‘Opportunity hub’ sends out positive vibes to the young

Sausan Suha | Update:

Dhaka University students who have won Peer to Peer – Facebook Digital Challenge recently. Photo: CollectedA group of students from Dhaka University took part in the Peer to Peer – Facebook Digital Challenge, an international contest that took place in Brussels and won first prize. A member of the group, Sausan Suha, writes about their experience:

The name ‘Positive Bangladesh’ reflects our work. I’ll go back a few months to explain how our efforts against extremism led us to Brussels and how we won the Peer to Peer – Facebook Digital Challenge.

The four of us – Tausif Tanzim Ahmed, Samin Yasar and myself from Dhaka University’s department of international relations and Zulqarnain Tasin of the robotics and mechatronics department – got to know each other from the very beginning of our university lives. We would hang out together though we were quite different from each other.

Tasin is still undecided in life, Samin is all about music, Tausif keeps the campus alive with his activities and I am a jack of all trades, master of none!

Once we were having a heavy discussion and debate about the behaviour of the people on social media. There were people who used the social media to spread all sort of negativities, vent their anger and frustration and divisive thoughts. But why? Was it because of the country’s socio-economic condition, lack of education or simply very personal frustrations?

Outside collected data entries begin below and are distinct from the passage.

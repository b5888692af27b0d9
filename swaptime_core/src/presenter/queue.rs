// Copyright 2026 the Swaptime Authors
// SPDX-License-Identifier: Apache-2.0 OR MIT

use alloc::string::String;
use alloc::vec::Vec;
use core::fmt;
use core::mem;

use log::{debug, warn};

use super::PresenterError;
use crate::display::{Display, RenderTarget};
use crate::slide::{Slide, SlideContent};
use crate::time::Duration;

/// Slides plus the fences guarding their back-buffer copies, index-aligned.
pub(crate) struct SlideQueue<D: Display> {
    pub(crate) slides: Vec<Slide<D>>,
    pub(crate) fences: Vec<Option<D::Fence>>,
    drawing_open: bool,
}

impl<D: Display> SlideQueue<D> {
    pub(crate) const fn new() -> Self {
        Self {
            slides: Vec::new(),
            fences: Vec::new(),
            drawing_open: false,
        }
    }

    pub(crate) fn len(&self) -> usize {
        self.slides.len()
    }

    pub(crate) fn is_empty(&self) -> bool {
        self.slides.is_empty()
    }

    pub(crate) const fn is_drawing(&self) -> bool {
        self.drawing_open
    }

    /// Queues `slide`, computing its planned frame count from the display's
    /// period. Slides without a positive duration are rejected.
    pub(crate) fn push(&mut self, display: &mut D, mut slide: Slide<D>) -> Result<(), PresenterError> {
        self.close_open_drawing(display);
        if slide.intended.duration.is_zero() {
            warn!("slide {:?} rejected: duration must be positive", slide.name);
            if let SlideContent::Surface(surface) = mem::replace(&mut slide.content, SlideContent::Released) {
                display.release_surface(surface);
            }
            return Err(PresenterError::ZeroDuration);
        }
        let period = display.frame_period();
        if period.is_zero() {
            warn!(
                "slide {:?} queued before the frame period is known; its frame count is 0",
                slide.name
            );
        }
        slide.intended.frame_count = slide.intended.duration.frames_in(period);
        slide.reset();
        debug!(
            "queued slide {} {:?}: {:?} ({} frames)",
            self.slides.len(),
            slide.name,
            slide.intended.duration,
            slide.intended.frame_count
        );
        self.slides.push(slide);
        self.fences.push(None);
        Ok(())
    }

    /// Queues a new surface-backed slide and binds its surface for drawing.
    pub(crate) fn begin_slide(
        &mut self,
        display: &mut D,
        name: String,
        duration: Duration,
    ) -> Result<(), PresenterError> {
        self.close_open_drawing(display);
        if duration.is_zero() {
            warn!("slide {name:?} rejected: duration must be positive");
            return Err(PresenterError::ZeroDuration);
        }
        let surface = display.allocate_surface();
        self.push(display, Slide::from_surface(name, duration, surface))?;
        if let Some(Slide {
            content: SlideContent::Surface(surface),
            ..
        }) = self.slides.last()
        {
            display.begin_render_to_target(RenderTarget::Surface(surface));
            self.drawing_open = true;
        }
        Ok(())
    }

    pub(crate) fn end_slide(&mut self, display: &mut D) -> Result<(), PresenterError> {
        if !self.drawing_open {
            warn!("no slide is open for drawing");
            return Err(PresenterError::NoOpenSlide);
        }
        display.end_render_to_target();
        self.drawing_open = false;
        Ok(())
    }

    pub(crate) fn draw_slide(
        &mut self,
        display: &mut D,
        name: String,
        duration: Duration,
        draw: impl FnOnce(&mut D::Canvas),
    ) -> Result<(), PresenterError> {
        self.begin_slide(display, name, duration)?;
        draw(display.canvas());
        self.end_slide(display)
    }

    pub(crate) fn close_open_drawing(&mut self, display: &mut D) {
        if self.drawing_open {
            debug!("closing the slide still open for drawing");
            display.end_render_to_target();
            self.drawing_open = false;
        }
    }

    /// Releases the surface of every slide from `start` on.
    pub(crate) fn release_from(&mut self, display: &mut D, start: usize) {
        for slide in self.slides.iter_mut().skip(start) {
            release_content(display, slide);
        }
    }

    pub(crate) fn clear_fences(&mut self) {
        for fence in &mut self.fences {
            *fence = None;
        }
    }

    pub(crate) fn clear(&mut self, display: Option<&mut D>) {
        if let Some(display) = display {
            self.close_open_drawing(display);
            self.release_from(display, 0);
        }
        self.slides.clear();
        self.fences.clear();
        self.drawing_open = false;
    }
}

pub(crate) fn release_content<D: Display>(display: &mut D, slide: &mut Slide<D>) {
    if matches!(slide.content, SlideContent::Surface(_)) {
        if let SlideContent::Surface(surface) = mem::replace(&mut slide.content, SlideContent::Released) {
            display.release_surface(surface);
        }
    }
}

/// What a final-slide callback can do while the last queued slide is coming
/// on screen.
///
/// Appending at least one slide keeps the presentation going; appending
/// nothing, or calling [`stop`](Self::stop), ends it.
pub struct FinalSlideContext<'a, D: Display> {
    queue: &'a mut SlideQueue<D>,
    display: &'a mut D,
    current: usize,
    stop_requested: bool,
}

impl<D: Display> fmt::Debug for FinalSlideContext<'_, D> {
    fn fmt(&self, f: &mut fmt::Formatter<'_>) -> fmt::Result {
        f.debug_struct("FinalSlideContext")
            .field("current", &self.current)
            .field("slide_count", &self.queue.len())
            .field("stop_requested", &self.stop_requested)
            .finish_non_exhaustive()
    }
}

impl<'a, D: Display> FinalSlideContext<'a, D> {
    pub(crate) fn new(queue: &'a mut SlideQueue<D>, display: &'a mut D, current: usize) -> Self {
        Self {
            queue,
            display,
            current,
            stop_requested: false,
        }
    }

    /// Index of the slide that just came on screen.
    #[must_use]
    pub fn current_slide_index(&self) -> usize {
        self.current
    }

    /// Number of queued slides, including any appended by this callback.
    #[must_use]
    pub fn slide_count(&self) -> usize {
        self.queue.len()
    }

    /// The display, for allocating surfaces or reading the frame period.
    pub fn display(&mut self) -> &mut D {
        &mut *self.display
    }

    /// Appends a pre-rendered slide.
    pub fn append_prerendered(&mut self, slide: Slide<D>) -> Result<(), PresenterError> {
        self.queue.push(&mut *self.display, slide)
    }

    /// Appends a slide drawn by `render` when it is due.
    pub fn append_by_callback(
        &mut self,
        name: impl Into<String>,
        duration: Duration,
        render: impl FnMut(&mut D::Canvas) + 'static,
    ) -> Result<(), PresenterError> {
        self.queue
            .push(&mut *self.display, Slide::from_render_fn(name, duration, render))
    }

    /// Draws a new surface-backed slide with `draw` and appends it.
    pub fn draw_next_slide(
        &mut self,
        name: impl Into<String>,
        duration: Duration,
        draw: impl FnOnce(&mut D::Canvas),
    ) -> Result<(), PresenterError> {
        self.queue
            .draw_slide(&mut *self.display, name.into(), duration, draw)
    }

    /// Ends presentation once the current slide is up, even if slides were
    /// appended.
    pub fn stop(&mut self) {
        self.stop_requested = true;
    }

    pub(crate) const fn stop_requested(&self) -> bool {
        self.stop_requested
    }
}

We read up on the issue and talked to all sorts of people. Samin’s house became our base. Then we were joined by Saif Mostafiz of Dhaka University’s biochemistry and molecular biology department and younger brother Adib Reza.

We primarily observed that there was one group of people who regularly sent out negativities. The question arose, would it be possible for such negativities to impact the girl who was studying hard to go abroad for higher studies, the boy who was devoted to inventing something new, the one who was determined to become a fashion designer, or the boy who spend all his time on the field, dreaming of playing in the World Cup one day?

We started a survey. We came to the conclusion that it was much easier to influence a purposeless and unfocussed person towards extremism than those who were involved in any activity, honing their talents, busy with creative work.

We set up a simple goal. We would work against negativity, work to build up a positive environment. Many youth were failing to create an identity of their own simply due to the lack of opportunity and information. They were leaning towards depression. We began working towards informing them about all sorts of opportunities and possibilities. We organised all sorts of events, conferences and workshops, thus beginning our Positive Bangladesh initiative.

We have a website <wearepostivebangladesh.org>. Its objective is to send out positive vibes and we like to call it am ‘opportunity hub’.  We have our own Instagram and Facebook profile too, as well as a blog to spread out positivity. We even have comic strips and stop-motion videos to tell various interesting stories.

Then offline we have our Ways to Engage campaign which we take to various schools, encouraging students to take part in various activities. The next step is Inspire to Engage. Members of the new generation share their inspirational stories from this platform.

So far our most popular ‘invention’ is Hundred Days of Positivity which is a 100-day story series of inspiring news from all over the country. We have more initiatives in the pipeline.

We had been spending from our own pockets to run all these initiatives and just when all our resources were more or less exhausted, we took part in the UNDP and ICT Division Bangladesh Digital Khichuri Challenge and became the runners up. That was a great source of encouragement for us and revived our spirit.

Hoping for further funds, we took part on the Peer to Peer Facebook Global Digital Challenge Spring 2019. This contest was organised to spread the message against the propensity towards extremism and was financed every semester by Facebook and organised by Adventures Partners.  How exciting it was to learn that we were among the top three groups, along with one from Spain and one from Nigeria!

Then there was the hassle of getting visas and preparing to go – let’s leave that story for another day! We defeated around 500 universities from around the world to win the first prize – 5000 US dollars! We are happily going around Europe in an effort to expand our network further.

We are joined by two more students of Dhaka University now – Mahdi Hasan of the economics department and Mohammad Sifat of the international relations department. Their inspiration has taken us further ahead. We are grateful to so many, many more people, but the list is too long to fit in here.

We are receiving such encouraging response from young ones that our commitment to this work is simply increasing. There is still a long way to go, to show thousands of young people that they can make their dreams come true. We have worked hard on this project but all those sleepless nights will be well worth it if we can spread the light of hope all around.